# RECORDS PROVIDED:
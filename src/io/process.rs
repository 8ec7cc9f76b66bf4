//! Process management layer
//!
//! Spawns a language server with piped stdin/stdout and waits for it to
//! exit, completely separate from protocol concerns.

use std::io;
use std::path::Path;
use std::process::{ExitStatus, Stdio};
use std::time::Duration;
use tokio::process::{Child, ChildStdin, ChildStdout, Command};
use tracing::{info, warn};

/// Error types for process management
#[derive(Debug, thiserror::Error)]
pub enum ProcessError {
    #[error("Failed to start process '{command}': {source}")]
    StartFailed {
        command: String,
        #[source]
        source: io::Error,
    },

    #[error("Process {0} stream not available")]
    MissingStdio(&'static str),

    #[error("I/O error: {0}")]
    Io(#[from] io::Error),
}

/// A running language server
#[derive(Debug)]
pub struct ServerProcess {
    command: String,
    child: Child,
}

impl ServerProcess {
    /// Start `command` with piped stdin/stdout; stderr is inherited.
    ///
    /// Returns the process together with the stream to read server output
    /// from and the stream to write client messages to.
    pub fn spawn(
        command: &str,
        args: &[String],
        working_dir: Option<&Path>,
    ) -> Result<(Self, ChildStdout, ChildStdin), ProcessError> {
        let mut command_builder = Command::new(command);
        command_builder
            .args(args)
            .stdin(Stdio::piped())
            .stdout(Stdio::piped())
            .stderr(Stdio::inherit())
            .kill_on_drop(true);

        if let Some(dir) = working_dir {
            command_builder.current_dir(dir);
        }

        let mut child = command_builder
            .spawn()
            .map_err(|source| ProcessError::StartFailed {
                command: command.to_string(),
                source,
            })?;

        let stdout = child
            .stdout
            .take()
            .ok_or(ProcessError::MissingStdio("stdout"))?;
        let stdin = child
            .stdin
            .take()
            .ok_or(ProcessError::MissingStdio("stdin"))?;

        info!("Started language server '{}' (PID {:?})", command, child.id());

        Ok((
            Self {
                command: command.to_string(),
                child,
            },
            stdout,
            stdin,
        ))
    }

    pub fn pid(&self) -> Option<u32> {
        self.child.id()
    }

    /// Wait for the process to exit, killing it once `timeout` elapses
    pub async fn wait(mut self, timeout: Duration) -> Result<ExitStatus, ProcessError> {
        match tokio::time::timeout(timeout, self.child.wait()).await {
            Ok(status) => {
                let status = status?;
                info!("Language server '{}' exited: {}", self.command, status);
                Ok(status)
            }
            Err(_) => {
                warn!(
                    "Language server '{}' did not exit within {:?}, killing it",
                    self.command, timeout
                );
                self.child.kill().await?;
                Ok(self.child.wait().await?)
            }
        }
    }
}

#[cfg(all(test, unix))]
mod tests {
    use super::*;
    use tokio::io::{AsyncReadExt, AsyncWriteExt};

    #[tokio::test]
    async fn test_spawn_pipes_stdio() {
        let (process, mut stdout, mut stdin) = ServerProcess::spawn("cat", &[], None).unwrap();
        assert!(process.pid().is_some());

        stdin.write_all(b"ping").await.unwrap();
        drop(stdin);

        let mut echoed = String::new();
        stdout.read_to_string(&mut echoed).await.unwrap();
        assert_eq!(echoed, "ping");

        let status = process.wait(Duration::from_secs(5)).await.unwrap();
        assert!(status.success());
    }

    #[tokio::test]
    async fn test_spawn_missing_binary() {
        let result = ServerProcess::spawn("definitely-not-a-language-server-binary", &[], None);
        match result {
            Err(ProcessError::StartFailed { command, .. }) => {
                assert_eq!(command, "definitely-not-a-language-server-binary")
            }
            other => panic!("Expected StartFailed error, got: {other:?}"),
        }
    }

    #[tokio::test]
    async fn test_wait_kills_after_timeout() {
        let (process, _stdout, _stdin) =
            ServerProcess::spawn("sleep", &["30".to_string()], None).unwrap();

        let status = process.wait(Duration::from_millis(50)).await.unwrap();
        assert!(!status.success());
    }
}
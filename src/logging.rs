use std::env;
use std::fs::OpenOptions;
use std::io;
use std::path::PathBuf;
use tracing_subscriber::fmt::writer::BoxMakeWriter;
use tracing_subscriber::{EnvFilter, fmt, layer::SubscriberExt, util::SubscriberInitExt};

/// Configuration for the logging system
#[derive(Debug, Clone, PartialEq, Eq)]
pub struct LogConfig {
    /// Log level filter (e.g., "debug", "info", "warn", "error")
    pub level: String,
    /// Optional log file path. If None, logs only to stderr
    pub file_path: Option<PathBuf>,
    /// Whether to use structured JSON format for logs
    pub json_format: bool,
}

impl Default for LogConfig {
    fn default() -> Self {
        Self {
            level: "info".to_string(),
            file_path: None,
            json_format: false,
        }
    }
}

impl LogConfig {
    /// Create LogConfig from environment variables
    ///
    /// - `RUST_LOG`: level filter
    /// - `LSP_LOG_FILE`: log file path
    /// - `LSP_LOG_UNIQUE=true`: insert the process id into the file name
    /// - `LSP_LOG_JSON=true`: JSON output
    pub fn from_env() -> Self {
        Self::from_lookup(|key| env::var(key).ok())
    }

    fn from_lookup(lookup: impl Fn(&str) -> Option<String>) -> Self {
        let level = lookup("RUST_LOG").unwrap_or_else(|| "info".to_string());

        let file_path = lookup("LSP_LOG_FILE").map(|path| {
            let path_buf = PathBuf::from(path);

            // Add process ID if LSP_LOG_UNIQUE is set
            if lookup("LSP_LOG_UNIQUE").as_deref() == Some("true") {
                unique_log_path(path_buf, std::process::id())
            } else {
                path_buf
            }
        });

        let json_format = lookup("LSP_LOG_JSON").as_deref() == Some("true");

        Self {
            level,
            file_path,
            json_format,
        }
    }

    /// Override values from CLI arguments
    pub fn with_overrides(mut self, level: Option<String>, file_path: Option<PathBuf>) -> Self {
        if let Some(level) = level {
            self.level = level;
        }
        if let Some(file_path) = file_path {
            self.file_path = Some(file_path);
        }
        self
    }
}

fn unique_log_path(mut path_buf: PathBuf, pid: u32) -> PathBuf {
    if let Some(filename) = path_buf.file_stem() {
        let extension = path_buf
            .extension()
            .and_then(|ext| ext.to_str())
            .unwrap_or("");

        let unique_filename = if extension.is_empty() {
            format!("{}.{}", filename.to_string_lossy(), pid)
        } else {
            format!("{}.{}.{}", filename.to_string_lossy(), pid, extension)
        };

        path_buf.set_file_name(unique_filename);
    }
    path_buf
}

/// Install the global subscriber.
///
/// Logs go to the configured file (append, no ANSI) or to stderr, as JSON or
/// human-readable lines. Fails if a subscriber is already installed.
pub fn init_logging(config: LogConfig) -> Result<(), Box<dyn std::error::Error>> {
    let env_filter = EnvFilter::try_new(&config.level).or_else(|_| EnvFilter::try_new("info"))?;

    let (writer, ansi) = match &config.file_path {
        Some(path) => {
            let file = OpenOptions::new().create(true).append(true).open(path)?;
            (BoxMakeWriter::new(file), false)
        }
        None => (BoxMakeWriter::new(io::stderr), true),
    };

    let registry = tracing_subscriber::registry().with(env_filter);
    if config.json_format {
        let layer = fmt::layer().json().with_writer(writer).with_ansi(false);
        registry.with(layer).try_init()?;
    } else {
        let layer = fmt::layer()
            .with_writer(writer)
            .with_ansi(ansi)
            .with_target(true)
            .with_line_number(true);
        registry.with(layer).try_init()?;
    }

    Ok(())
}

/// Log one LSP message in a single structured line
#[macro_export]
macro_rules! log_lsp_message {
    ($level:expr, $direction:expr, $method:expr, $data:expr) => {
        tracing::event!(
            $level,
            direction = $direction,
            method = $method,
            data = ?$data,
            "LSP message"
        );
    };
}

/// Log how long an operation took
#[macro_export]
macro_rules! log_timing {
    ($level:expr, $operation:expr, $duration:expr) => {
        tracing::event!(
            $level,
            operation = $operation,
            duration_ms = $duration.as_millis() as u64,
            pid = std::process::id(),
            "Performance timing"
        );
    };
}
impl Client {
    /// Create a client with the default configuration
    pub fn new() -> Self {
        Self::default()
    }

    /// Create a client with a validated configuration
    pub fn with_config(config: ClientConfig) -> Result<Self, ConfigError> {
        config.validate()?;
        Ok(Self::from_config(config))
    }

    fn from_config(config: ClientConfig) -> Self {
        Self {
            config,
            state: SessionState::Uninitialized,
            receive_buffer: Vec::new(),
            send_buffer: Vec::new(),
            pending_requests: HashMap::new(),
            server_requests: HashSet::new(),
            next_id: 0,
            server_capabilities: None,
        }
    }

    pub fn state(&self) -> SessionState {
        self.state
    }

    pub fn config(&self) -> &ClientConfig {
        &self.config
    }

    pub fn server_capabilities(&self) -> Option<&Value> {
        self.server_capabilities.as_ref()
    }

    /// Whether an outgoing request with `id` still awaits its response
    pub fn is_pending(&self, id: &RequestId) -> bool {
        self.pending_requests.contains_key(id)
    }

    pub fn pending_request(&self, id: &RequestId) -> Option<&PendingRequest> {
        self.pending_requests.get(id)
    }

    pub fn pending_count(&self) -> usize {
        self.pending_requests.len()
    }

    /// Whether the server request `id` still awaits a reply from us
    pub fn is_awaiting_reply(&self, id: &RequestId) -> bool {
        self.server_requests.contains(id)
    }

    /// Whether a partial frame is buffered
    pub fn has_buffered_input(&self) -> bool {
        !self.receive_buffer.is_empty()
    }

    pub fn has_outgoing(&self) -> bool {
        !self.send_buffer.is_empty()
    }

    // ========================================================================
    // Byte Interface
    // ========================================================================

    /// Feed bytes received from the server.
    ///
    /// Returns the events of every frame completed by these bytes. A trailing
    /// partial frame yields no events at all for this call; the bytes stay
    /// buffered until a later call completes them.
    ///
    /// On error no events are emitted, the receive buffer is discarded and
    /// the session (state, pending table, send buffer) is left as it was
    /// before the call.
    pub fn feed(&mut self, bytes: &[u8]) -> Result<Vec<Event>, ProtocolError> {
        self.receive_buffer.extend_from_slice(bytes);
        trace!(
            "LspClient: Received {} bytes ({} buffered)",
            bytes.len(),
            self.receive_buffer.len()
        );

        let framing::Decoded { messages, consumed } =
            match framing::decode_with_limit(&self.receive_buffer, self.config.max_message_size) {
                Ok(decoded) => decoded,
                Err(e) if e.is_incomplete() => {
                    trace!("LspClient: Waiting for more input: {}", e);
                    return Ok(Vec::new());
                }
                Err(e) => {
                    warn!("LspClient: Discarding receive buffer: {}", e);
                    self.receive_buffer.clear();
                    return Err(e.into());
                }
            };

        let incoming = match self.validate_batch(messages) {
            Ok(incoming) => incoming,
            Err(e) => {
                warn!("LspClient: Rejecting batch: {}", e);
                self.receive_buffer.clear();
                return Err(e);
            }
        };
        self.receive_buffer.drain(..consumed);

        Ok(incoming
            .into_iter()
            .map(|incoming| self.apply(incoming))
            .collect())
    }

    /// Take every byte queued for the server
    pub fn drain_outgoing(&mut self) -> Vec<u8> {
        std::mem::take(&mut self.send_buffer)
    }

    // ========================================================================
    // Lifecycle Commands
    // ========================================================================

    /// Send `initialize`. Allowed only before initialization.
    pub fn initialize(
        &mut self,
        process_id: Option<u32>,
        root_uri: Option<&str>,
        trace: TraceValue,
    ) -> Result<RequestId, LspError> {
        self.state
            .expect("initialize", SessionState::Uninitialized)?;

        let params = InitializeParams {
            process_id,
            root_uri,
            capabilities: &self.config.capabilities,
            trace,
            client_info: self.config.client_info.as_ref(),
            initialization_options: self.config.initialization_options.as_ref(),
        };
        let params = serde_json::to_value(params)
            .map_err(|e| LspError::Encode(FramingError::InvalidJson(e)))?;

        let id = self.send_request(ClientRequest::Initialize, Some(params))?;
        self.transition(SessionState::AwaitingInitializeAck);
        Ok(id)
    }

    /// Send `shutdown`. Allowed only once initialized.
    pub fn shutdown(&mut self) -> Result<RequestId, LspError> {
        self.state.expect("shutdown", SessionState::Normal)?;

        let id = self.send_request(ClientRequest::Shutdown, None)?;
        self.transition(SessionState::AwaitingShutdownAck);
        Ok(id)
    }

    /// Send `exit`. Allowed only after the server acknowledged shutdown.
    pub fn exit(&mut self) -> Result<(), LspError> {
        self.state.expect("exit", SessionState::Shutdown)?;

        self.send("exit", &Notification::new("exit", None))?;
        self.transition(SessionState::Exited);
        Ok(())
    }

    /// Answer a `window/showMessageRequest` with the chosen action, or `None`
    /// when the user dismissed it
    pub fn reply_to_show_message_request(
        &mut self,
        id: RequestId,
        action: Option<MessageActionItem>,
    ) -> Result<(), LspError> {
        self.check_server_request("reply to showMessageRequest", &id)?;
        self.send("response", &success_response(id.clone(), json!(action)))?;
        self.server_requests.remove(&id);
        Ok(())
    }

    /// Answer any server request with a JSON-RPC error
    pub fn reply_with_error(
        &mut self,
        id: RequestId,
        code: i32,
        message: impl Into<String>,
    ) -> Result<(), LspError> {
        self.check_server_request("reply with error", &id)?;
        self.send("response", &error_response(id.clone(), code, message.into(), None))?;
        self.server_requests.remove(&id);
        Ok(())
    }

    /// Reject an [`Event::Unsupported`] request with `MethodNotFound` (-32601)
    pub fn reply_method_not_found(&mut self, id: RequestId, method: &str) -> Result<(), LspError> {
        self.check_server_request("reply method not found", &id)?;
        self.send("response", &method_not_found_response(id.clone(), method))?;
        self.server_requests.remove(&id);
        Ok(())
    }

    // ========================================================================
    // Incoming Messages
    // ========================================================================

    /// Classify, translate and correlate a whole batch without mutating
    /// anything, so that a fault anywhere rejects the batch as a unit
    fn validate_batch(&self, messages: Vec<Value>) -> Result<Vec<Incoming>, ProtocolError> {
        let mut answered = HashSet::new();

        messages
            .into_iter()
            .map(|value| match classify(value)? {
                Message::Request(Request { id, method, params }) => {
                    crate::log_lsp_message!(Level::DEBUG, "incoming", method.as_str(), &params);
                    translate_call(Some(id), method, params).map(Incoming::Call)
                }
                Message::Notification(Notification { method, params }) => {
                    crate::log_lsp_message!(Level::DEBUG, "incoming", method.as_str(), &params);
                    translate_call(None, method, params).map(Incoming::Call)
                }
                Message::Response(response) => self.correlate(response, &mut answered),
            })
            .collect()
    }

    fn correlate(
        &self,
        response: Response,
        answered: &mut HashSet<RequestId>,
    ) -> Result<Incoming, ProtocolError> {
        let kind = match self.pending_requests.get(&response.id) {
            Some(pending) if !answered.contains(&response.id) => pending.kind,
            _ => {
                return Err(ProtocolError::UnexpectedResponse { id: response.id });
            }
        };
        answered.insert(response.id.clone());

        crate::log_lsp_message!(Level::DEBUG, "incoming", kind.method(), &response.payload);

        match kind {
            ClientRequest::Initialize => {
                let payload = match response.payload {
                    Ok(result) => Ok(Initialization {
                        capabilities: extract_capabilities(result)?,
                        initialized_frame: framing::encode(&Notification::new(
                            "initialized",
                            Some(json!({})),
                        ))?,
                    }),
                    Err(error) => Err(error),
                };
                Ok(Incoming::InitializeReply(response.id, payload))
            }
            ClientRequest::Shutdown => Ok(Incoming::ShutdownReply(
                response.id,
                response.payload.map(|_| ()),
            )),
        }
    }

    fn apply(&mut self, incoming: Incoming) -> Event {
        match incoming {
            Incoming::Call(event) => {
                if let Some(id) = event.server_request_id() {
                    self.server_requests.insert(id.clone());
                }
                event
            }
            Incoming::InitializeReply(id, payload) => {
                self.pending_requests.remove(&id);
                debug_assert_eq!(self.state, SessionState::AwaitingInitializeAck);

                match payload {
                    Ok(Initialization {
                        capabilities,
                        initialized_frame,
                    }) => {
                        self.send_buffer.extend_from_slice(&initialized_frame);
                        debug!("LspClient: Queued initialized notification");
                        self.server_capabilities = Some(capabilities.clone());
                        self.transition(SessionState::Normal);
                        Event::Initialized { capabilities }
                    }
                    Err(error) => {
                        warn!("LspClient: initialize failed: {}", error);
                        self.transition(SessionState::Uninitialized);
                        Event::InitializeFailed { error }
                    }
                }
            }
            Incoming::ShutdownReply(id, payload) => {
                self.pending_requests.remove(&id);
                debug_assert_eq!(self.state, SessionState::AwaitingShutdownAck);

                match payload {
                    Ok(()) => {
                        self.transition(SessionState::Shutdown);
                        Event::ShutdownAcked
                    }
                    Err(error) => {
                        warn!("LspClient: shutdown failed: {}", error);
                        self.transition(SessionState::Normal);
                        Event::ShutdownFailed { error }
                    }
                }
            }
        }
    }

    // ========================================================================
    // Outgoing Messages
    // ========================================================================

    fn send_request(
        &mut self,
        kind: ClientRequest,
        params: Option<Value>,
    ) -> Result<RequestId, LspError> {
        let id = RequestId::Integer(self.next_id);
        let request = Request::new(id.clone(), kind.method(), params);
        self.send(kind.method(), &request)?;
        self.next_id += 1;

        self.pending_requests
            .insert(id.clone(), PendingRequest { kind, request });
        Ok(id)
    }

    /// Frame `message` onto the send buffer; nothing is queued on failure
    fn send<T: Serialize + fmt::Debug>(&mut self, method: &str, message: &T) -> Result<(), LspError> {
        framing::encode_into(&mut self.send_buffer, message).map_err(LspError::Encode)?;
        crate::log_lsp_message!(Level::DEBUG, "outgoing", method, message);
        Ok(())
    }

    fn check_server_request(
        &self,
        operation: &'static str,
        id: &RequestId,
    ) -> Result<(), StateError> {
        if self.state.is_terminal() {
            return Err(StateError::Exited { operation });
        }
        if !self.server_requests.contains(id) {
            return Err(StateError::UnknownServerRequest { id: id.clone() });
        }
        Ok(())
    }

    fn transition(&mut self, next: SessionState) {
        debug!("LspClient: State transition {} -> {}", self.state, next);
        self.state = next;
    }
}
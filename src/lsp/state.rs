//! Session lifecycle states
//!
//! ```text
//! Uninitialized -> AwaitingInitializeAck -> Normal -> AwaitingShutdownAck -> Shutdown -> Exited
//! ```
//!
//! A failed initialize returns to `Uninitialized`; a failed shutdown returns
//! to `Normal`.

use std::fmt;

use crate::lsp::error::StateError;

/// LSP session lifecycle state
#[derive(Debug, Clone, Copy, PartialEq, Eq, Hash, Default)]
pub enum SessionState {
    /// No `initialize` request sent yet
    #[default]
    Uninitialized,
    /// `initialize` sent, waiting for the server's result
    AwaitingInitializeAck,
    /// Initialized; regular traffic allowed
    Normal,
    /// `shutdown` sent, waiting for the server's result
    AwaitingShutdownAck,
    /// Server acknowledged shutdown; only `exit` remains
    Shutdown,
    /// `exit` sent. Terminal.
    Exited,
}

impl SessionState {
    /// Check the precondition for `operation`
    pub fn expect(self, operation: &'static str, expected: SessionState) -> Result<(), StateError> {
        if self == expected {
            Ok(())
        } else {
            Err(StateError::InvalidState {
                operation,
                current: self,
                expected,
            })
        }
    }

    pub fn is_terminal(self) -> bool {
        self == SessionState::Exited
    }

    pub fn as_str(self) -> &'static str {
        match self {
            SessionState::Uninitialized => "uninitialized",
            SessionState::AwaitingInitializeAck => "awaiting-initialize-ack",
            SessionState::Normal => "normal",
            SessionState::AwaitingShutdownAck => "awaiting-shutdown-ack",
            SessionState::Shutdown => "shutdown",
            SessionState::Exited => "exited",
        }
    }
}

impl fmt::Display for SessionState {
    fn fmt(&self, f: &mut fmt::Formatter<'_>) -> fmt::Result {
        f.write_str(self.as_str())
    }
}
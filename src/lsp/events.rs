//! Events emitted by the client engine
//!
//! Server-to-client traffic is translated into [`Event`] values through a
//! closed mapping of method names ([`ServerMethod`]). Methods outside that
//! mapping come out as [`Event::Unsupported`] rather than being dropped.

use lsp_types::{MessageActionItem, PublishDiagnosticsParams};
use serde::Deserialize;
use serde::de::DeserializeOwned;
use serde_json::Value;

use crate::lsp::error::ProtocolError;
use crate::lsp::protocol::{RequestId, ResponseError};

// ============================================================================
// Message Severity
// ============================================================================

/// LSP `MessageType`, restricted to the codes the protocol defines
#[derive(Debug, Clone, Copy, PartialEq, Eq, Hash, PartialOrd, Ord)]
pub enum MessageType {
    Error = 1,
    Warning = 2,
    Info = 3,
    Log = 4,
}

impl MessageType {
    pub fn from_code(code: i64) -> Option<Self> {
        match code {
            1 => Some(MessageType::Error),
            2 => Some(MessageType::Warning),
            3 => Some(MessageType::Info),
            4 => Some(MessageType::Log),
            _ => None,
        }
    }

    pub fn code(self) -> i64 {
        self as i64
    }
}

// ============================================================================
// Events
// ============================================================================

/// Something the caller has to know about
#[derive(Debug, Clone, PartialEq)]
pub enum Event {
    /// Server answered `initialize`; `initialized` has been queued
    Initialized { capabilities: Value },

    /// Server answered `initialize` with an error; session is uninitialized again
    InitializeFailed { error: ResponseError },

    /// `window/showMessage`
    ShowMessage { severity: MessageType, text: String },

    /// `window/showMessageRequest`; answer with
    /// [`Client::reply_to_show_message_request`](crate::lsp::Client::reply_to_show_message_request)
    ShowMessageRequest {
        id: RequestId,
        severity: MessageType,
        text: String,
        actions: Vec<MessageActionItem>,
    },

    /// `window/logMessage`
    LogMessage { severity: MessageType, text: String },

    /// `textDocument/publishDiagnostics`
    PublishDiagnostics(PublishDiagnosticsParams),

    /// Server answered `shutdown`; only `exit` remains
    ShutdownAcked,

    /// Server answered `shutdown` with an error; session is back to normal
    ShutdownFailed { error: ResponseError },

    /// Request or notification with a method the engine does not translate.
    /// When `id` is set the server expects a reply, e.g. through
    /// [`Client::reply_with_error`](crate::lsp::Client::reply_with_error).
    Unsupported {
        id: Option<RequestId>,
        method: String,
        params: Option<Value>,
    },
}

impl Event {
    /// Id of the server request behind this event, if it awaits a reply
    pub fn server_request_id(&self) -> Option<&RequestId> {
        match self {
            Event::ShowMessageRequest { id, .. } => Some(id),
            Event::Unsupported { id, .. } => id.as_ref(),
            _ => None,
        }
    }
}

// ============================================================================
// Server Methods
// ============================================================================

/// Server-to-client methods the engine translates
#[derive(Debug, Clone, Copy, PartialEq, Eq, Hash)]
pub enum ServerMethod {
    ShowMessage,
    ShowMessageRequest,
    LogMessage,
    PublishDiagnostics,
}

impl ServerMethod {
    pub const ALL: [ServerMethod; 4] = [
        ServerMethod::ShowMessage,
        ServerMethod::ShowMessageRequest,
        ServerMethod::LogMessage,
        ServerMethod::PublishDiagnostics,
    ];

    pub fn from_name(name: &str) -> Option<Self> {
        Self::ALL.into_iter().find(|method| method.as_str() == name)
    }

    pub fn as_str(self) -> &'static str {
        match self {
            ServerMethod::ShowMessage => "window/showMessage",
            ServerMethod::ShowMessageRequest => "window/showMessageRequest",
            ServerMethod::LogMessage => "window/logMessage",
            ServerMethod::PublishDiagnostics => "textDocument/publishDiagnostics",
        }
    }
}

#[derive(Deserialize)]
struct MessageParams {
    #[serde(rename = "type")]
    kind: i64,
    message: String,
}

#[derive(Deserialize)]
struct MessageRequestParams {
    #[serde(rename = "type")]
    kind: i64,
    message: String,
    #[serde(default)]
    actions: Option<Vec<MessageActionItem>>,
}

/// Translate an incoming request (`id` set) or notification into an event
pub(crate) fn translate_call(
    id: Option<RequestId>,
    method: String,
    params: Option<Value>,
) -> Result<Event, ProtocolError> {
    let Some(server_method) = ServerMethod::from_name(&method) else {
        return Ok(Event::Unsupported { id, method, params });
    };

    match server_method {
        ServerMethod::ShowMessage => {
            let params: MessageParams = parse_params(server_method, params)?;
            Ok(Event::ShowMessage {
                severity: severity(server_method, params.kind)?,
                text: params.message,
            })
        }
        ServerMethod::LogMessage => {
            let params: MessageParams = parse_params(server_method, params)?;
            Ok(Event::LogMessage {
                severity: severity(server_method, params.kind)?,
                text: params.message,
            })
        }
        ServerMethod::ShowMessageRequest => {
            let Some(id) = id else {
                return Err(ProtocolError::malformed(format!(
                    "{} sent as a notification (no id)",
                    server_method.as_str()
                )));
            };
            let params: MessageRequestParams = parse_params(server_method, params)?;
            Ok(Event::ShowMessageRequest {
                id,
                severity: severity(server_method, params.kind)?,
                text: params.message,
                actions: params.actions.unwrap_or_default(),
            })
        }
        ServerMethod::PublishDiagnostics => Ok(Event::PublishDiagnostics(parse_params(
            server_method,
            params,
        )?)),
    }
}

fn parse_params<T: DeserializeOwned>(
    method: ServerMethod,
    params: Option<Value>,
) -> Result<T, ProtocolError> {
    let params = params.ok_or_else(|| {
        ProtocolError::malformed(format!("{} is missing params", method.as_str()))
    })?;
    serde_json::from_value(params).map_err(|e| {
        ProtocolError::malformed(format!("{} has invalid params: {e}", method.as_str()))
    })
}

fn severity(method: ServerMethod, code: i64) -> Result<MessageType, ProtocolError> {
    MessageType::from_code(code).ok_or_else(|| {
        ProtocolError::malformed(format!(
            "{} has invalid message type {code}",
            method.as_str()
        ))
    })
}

# WORK ITEM:
Anywhere the listing shows the word "append", copy the full line.

# TASK RESPONSE:
/// Logs go to the configured file (append, no ANSI) or to stderr, as JSON or
            let file = OpenOptions::new().create(true).append(true).open(path)?;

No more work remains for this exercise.